Especially the composition of themes necessarily requires the researcher to decide on which groups express related perceptions. Especially, themes could often be merged further or conceptualised with more differentiation. In order to give a transparent account of the analysis, the themes constructed will be presented with exemplary items. Consequently, the thematic analysis followed an inductive approach. Text items were analysed literally without consideration of any latent meanings. In the extreme case, this might mean to interpret “sickness” as a somatic symptom instead of as a metaphor for refusal. However, I argue that this approach works best to avoid alienations of the students’ perceptions through the analyst’s lens. Eventually, even if the student did not indeed feel sick—what we cannot know—she might still have had her reasons to express her perception in such bodily terms.

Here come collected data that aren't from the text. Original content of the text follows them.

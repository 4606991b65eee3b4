//! Patient, actor and request context models.

use serde::{Deserialize, Serialize};

/// A patient whose chart is held by this store.
#[derive(Debug, Clone, Serialize, Deserialize, PartialEq)]
pub struct Patient {
    /// Patient identifier
    pub patient_id: String,
    /// Owning clinic
    pub clinic_id: String,
    /// Display name
    pub name: String,
    /// Creation timestamp
    pub created_at: String,
}

impl Patient {
    /// Create a new patient with a generated ID.
    pub fn new(clinic_id: String, name: String) -> Self {
        Self {
            patient_id: uuid::Uuid::new_v4().to_string(),
            clinic_id,
            name,
            created_at: super::now_timestamp(),
        }
    }
}

/// Reference to a staff member.
///
/// Upstream payloads send either a bare ID or an embedded user object; both
/// are normalized into this one shape at the boundary.
#[derive(Debug, Clone, Serialize, Deserialize, PartialEq, Eq)]
pub struct ActorRef {
    /// User identifier
    pub id: String,
    /// Full name, when the caller embedded it
    pub display_name: Option<String>,
}

impl ActorRef {
    pub fn new(id: impl Into<String>) -> Self {
        Self {
            id: id.into(),
            display_name: None,
        }
    }

    pub fn with_name(id: impl Into<String>, name: impl Into<String>) -> Self {
        Self {
            id: id.into(),
            display_name: Some(name.into()),
        }
    }

    /// Name for display, falling back to the ID.
    pub fn label(&self) -> &str {
        self.display_name.as_deref().unwrap_or(&self.id)
    }
}

/// Explicit per-call context: which clinic is acting and who is acting.
#[derive(Debug, Clone, PartialEq, Eq)]
pub struct ChartContext {
    pub clinic_id: String,
    pub actor: ActorRef,
}

impl ChartContext {
    pub fn new(clinic_id: impl Into<String>, actor: ActorRef) -> Self {
        Self {
            clinic_id: clinic_id.into(),
            actor,
        }
    }
}
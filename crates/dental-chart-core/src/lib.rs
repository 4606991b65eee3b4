//! Dental Chart Core Library
//!
//! Per-tooth dental charting with an append-only, hash-chained history.
//!
//! # Architecture
//!
//! ```text
//!        caller request (ChartContext + raw fields)
//!                        │
//!                 ClinicAccess check
//!                        │
//!          validate (registry, surfaces, catalog)
//!                        │
//!       ┌────────────────▼────────────────┐
//!       │         one transaction         │
//!       │  ChartStore / GeneralLedger     │
//!       │  write  +  AuditLog append      │
//!       └────────────────┬────────────────┘
//!                        │
//!          ┌─────────────┼──────────────┐
//!          ▼             ▼              ▼
//!      get_chart   history cursor   summaries
//! ```
//!
//! # Core Principle
//!
//! **No chart change without a history entry.** State writes and their
//! history entry commit together or not at all.
//!
//! # Modules
//!
//! - [`registry`]: Static tooth registry (permanent 1-32, primary A-T)
//! - [`models`]: Domain types (Tooth, ToothCondition, ToothProcedure, etc.)
//! - [`db`]: SQLite persistence
//! - [`store`]: Tooth-bound chart state
//! - [`ledger`]: General (whole-mouth) procedures
//! - [`audit`]: Hash-chained history log and lazy queries
//! - [`service`]: Authorized, atomic mutations and reads
//! - [`export`]: Treatment summary and history export

pub mod audit;
pub mod config;
pub mod db;
pub mod error;
pub mod export;
pub mod ledger;
pub mod models;
pub mod registry;
pub mod service;
pub mod store;
//! Procedures charted against the patient rather than a tooth.

use crate::db::Database;
use crate::error::{ChartError, ChartResult};
use crate::models::ToothProcedure;
use crate::store::{insert_procedure, remove_procedure, write_procedure_changes, ProcedureChanges, ProcedureDraft};

/// Patient-level procedure ledger. Entries never carry a tooth number.
pub struct GeneralProcedureLedger<'a> {
    db: &'a Database,
}

impl<'a> GeneralProcedureLedger<'a> {
    pub fn new(db: &'a Database) -> Self {
        Self { db }
    }

    pub fn add(&self, patient_id: &str, draft: ProcedureDraft) -> ChartResult<ToothProcedure> {
        insert_procedure(self.db, patient_id, None, draft)
    }

    /// A general procedure by ID. Tooth-bound procedures are not found here.
    pub fn get(&self, patient_id: &str, procedure_id: &str) -> ChartResult<ToothProcedure> {
        self.db
            .get_procedure(patient_id, procedure_id)?
            .filter(ToothProcedure::is_general)
            .ok_or_else(|| ChartError::ProcedureNotFound(procedure_id.to_string()))
    }

    pub fn update(
        &self,
        patient_id: &str,
        procedure_id: &str,
        changes: ProcedureChanges,
    ) -> ChartResult<(ToothProcedure, ToothProcedure)> {
        let before = self.get(patient_id, procedure_id)?;
        write_procedure_changes(self.db, before, changes)
    }

    pub fn delete(&self, patient_id: &str, procedure_id: &str) -> ChartResult<ToothProcedure> {
        let removed = self.get(patient_id, procedure_id)?;
        remove_procedure(self.db, removed)
    }

    /// General procedures in charting order.
    pub fn list(&self, patient_id: &str) -> ChartResult<Vec<ToothProcedure>> {
        Ok(self.db.list_general_procedures(patient_id)?)
    }
}

#[cfg(test)]
mod tests {
    use super::*;
    use crate::models::{EntryReference, Patient, Price, ProcedureStatus, SurfaceSet};
    use crate::store::{resolve_tooth, ChartStore};

    fn setup_db() -> (Database, Patient) {
        let db = Database::open_in_memory().unwrap();
        db.seed_standard_catalogs().unwrap();
        let patient = Patient::new("clinic-1".into(), "Jane Doe".into());
        db.insert_patient(&patient).unwrap();
        (db, patient)
    }

    fn cleaning() -> ProcedureDraft {
        ProcedureDraft {
            reference: EntryReference::Custom {
                name: "Full Mouth Debridement".into(),
                code: "CUST-00AA11".into(),
                description: None,
            },
            surfaces: SurfaceSet::All,
            status: ProcedureStatus::Completed,
            price: Price::parse("95.00"),
            date_performed: "2024-05-02".into(),
            performed_by: None,
            notes: None,
        }
    }

    #[test]
    fn test_add_general_procedure() {
        let (db, patient) = setup_db();
        let ledger = GeneralProcedureLedger::new(&db);

        let procedure = ledger.add(&patient.patient_id, cleaning()).unwrap();
        assert!(procedure.is_general());
        assert_eq!(ledger.list(&patient.patient_id).unwrap().len(), 1);
    }

    #[test]
    fn test_tooth_procedures_hidden_from_ledger() {
        let (db, patient) = setup_db();
        let ledger = GeneralProcedureLedger::new(&db);
        let store = ChartStore::new(&db);
        let tooth = resolve_tooth("14", None).unwrap();
        let mut draft = cleaning();
        draft.status = ProcedureStatus::Planned;
        let bound = store.add_procedure(&patient.patient_id, &tooth, draft).unwrap();

        assert!(matches!(
            ledger.delete(&patient.patient_id, &bound.id),
            Err(ChartError::ProcedureNotFound(_))
        ));
        assert!(ledger.list(&patient.patient_id).unwrap().is_empty());
    }

    #[test]
    fn test_completed_general_procedure_is_terminal() {
        let (db, patient) = setup_db();
        let ledger = GeneralProcedureLedger::new(&db);
        let procedure = ledger.add(&patient.patient_id, cleaning()).unwrap();

        let reopen = ProcedureChanges {
            status: Some(ProcedureStatus::Planned),
            ..Default::default()
        };
        let err = ledger
            .update(&patient.patient_id, &procedure.id, reopen)
            .unwrap_err();
        assert!(matches!(err, ChartError::InvalidStatusTransition(_)));
    }

    #[test]
    fn test_delete_twice_fails() {
        let (db, patient) = setup_db();
        let ledger = GeneralProcedureLedger::new(&db);
        let procedure = ledger.add(&patient.patient_id, cleaning()).unwrap();

        ledger.delete(&patient.patient_id, &procedure.id).unwrap();
        assert!(matches!(
            ledger.delete(&patient.patient_id, &procedure.id),
            Err(ChartError::ProcedureNotFound(_))
        ));
    }
}
//! Patient database operations.

use rusqlite::{params, OptionalExtension};

use super::{Database, DbResult};
use crate::models::Patient;

impl Database {
    /// Insert a new patient.
    pub fn insert_patient(&self, patient: &Patient) -> DbResult<()> {
        self.conn.execute(
            r#"
            INSERT INTO patients (patient_id, clinic_id, name, created_at)
            VALUES (?1, ?2, ?3, ?4)
            "#,
            params![
                patient.patient_id,
                patient.clinic_id,
                patient.name,
                patient.created_at,
            ],
        )?;
        Ok(())
    }

    /// Get a patient by ID.
    pub fn get_patient(&self, patient_id: &str) -> DbResult<Option<Patient>> {
        self.conn
            .query_row(
                r#"
                SELECT patient_id, clinic_id, name, created_at
                FROM patients
                WHERE patient_id = ?
                "#,
                [patient_id],
                |row| {
                    Ok(Patient {
                        patient_id: row.get(0)?,
                        clinic_id: row.get(1)?,
                        name: row.get(2)?,
                        created_at: row.get(3)?,
                    })
                },
            )
            .optional()
            .map_err(Into::into)
    }

    /// List patients belonging to a clinic.
    pub fn list_patients_for_clinic(&self, clinic_id: &str) -> DbResult<Vec<Patient>> {
        let mut stmt = self.conn.prepare(
            r#"
            SELECT patient_id, clinic_id, name, created_at
            FROM patients
            WHERE clinic_id = ?
            ORDER BY name
            "#,
        )?;

        let rows = stmt.query_map([clinic_id], |row| {
            Ok(Patient {
                patient_id: row.get(0)?,
                clinic_id: row.get(1)?,
                name: row.get(2)?,
                created_at: row.get(3)?,
            })
        })?;

        rows.collect::<Result<Vec<_>, _>>().map_err(Into::into)
    }
}
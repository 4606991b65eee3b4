//! Domain errors for chart operations.

use thiserror::Error;

use crate::db::DbError;
use crate::models::{InvalidStatusTransition, InvalidSurface};

/// Error class reported to callers.
#[derive(Debug, Clone, Copy, PartialEq, Eq)]
pub enum ErrorKind {
    Validation,
    NotFound,
    Conflict,
    Persistence,
    Authorization,
}

/// Chart engine errors.
#[derive(Error, Debug)]
pub enum ChartError {
    #[error("Patient not found: {0}")]
    PatientNotFound(String),

    #[error("Tooth not found: {0}")]
    ToothNotFound(String),

    #[error("Condition not found: {0}")]
    ConditionNotFound(String),

    #[error("Procedure not found: {0}")]
    ProcedureNotFound(String),

    #[error("{kind} catalog entry not found: {id}")]
    CatalogEntryNotFound { kind: &'static str, id: i64 },

    #[error("Invalid surface: {0}")]
    InvalidSurface(#[from] InvalidSurface),

    #[error("Invalid status transition: {0}")]
    InvalidStatusTransition(#[from] InvalidStatusTransition),

    #[error("Invalid {field}: {message}")]
    InvalidField { field: &'static str, message: String },

    #[error("Tooth {tooth} is {implied}, not {supplied}")]
    DentitionMismatch {
        tooth: String,
        supplied: &'static str,
        implied: &'static str,
    },

    #[error("Unauthorized: {0}")]
    Unauthorized(String),

    #[error("Persistence error: {0}")]
    Persistence(#[from] DbError),
}

pub type ChartResult<T> = Result<T, ChartError>;

impl ChartError {
    pub fn invalid(field: &'static str, message: impl Into<String>) -> Self {
        ChartError::InvalidField {
            field,
            message: message.into(),
        }
    }

    pub fn kind(&self) -> ErrorKind {
        match self {
            ChartError::InvalidSurface(_)
            | ChartError::InvalidStatusTransition(_)
            | ChartError::InvalidField { .. } => ErrorKind::Validation,
            ChartError::PatientNotFound(_)
            | ChartError::ToothNotFound(_)
            | ChartError::ConditionNotFound(_)
            | ChartError::ProcedureNotFound(_)
            | ChartError::CatalogEntryNotFound { .. } => ErrorKind::NotFound,
            ChartError::DentitionMismatch { .. } => ErrorKind::Conflict,
            ChartError::Unauthorized(_) => ErrorKind::Authorization,
            ChartError::Persistence(_) => ErrorKind::Persistence,
        }
    }

    /// Offending input field for validation errors.
    pub fn field(&self) -> Option<&'static str> {
        match self {
            ChartError::InvalidSurface(_) => Some("surface"),
            ChartError::InvalidStatusTransition(_) => Some("status"),
            ChartError::InvalidField { field, .. } => Some(*field),
            ChartError::DentitionMismatch { .. } => Some("dentition_type"),
            _ => None,
        }
    }

    /// Only persistence failures merit a retry of the atomic write.
    pub fn is_retryable(&self) -> bool {
        matches!(self, ChartError::Persistence(_))
    }
}

impl From<rusqlite::Error> for ChartError {
    fn from(e: rusqlite::Error) -> Self {
        ChartError::Persistence(DbError::from(e))
    }
}

#[cfg(test)]
mod tests {
    use super::*;

    #[test]
    fn test_kinds() {
        assert_eq!(ChartError::ConditionNotFound("x".into()).kind(), ErrorKind::NotFound);
        assert_eq!(
            ChartError::DentitionMismatch {
                tooth: "A".into(),
                supplied: "permanent",
                implied: "primary",
            }
            .kind(),
            ErrorKind::Conflict
        );
        assert_eq!(ChartError::invalid("date_performed", "bad").kind(), ErrorKind::Validation);
        assert_eq!(
            ChartError::Persistence(DbError::NotFound("x".into())).kind(),
            ErrorKind::Persistence
        );
    }

    #[test]
    fn test_field_detail() {
        let err = ChartError::from(InvalidSurface("empty".into()));
        assert_eq!(err.field(), Some("surface"));
        assert_eq!(ChartError::invalid("price", "negative").field(), Some("price"));
        assert_eq!(ChartError::Unauthorized("u".into()).field(), None);
    }
}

Under the assumption that students’ perceptions of mathematics differ by attitude , the data set was differentiated by self-assigned general attitude towards mathematics. General attitude was usually identified by the help of the initial question; only in unclear cases the answers to other questions were used for clarification. General attitude was grouped into three dimensions:

  • Positive: The student expresses a positive relationship with mathematics.

  • Neutral: The student expresses a contradictory or indifferent relationship with mathematics.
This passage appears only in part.